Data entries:

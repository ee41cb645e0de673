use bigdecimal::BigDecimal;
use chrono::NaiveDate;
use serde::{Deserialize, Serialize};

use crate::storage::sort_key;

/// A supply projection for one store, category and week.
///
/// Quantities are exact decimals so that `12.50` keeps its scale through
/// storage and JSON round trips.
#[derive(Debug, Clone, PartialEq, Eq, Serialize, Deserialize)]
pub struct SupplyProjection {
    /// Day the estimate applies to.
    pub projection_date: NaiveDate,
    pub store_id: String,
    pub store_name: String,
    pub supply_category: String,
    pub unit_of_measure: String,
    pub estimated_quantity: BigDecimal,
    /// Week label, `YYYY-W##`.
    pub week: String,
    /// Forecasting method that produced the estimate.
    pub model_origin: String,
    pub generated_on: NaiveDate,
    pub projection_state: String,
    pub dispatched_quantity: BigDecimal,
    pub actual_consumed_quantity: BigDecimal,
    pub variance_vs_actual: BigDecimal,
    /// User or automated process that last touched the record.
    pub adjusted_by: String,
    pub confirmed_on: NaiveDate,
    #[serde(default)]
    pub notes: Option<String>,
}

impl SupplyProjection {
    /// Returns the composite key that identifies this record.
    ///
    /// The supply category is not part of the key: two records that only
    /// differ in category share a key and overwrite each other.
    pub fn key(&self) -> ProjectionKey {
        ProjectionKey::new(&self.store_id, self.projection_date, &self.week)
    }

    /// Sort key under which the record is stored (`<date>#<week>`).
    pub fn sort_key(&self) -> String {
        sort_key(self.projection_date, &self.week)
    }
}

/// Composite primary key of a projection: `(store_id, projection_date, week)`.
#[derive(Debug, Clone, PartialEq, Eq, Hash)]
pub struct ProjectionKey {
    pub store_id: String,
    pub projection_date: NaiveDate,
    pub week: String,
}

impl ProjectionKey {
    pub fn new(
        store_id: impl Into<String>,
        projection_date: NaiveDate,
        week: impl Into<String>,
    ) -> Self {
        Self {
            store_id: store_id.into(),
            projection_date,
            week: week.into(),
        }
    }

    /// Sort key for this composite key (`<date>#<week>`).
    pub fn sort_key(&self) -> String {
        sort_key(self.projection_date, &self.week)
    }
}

Task prompt
Make an exact copy of the data above.

Exercise result
repository ee41cb645e0de673
use bigdecimal::BigDecimal;
use chrono::NaiveDate;
use serde::{Deserialize, Serialize};

use crate::storage::sort_key;

/// A supply projection for one store, category and week.
///
/// Quantities are exact decimals so that `12.50` keeps its scale through
/// storage and JSON round trips.
#[derive(Debug, Clone, PartialEq, Eq, Serialize, Deserialize)]
pub struct SupplyProjection {
    /// Day the estimate applies to.
    pub projection_date: NaiveDate,
    pub store_id: String,
    pub store_name: String,
    pub supply_category: String,
    pub unit_of_measure: String,
    pub estimated_quantity: BigDecimal,
    /// Week label, `YYYY-W##`.
    pub week: String,
    /// Forecasting method that produced the estimate.
    pub model_origin: String,
    pub generated_on: NaiveDate,
    pub projection_state: String,
    pub dispatched_quantity: BigDecimal,
    pub actual_consumed_quantity: BigDecimal,
    pub variance_vs_actual: BigDecimal,
    /// User or automated process that last touched the record.
    pub adjusted_by: String,
    pub confirmed_on: NaiveDate,
    #[serde(default)]
    pub notes: Option<String>,
}

impl SupplyProjection {
    /// Returns the composite key that identifies this record.
    ///
    /// The supply category is not part of the key: two records that only
    /// differ in category share a key and overwrite each other.
    pub fn key(&self) -> ProjectionKey {
        ProjectionKey::new(&self.store_id, self.projection_date, &self.week)
    }

    /// Sort key under which the record is stored (`<date>#<week>`).
    pub fn sort_key(&self) -> String {
        sort_key(self.projection_date, &self.week)
    }
}

/// Composite primary key of a projection: `(store_id, projection_date, week)`.
#[derive(Debug, Clone, PartialEq, Eq, Hash)]
pub struct ProjectionKey {
    pub store_id: String,
    pub projection_date: NaiveDate,
    pub week: String,
}

impl ProjectionKey {
    pub fn new(
        store_id: impl Into<String>,
        projection_date: NaiveDate,
        week: impl Into<String>,
    ) -> Self {
        Self {
            store_id: store_id.into(),
            projection_date,
            week: week.into(),
        }
    }

    /// Sort key for this composite key (`<date>#<week>`).
    pub fn sort_key(&self) -> String {
        sort_key(self.projection_date, &self.week)
    }
}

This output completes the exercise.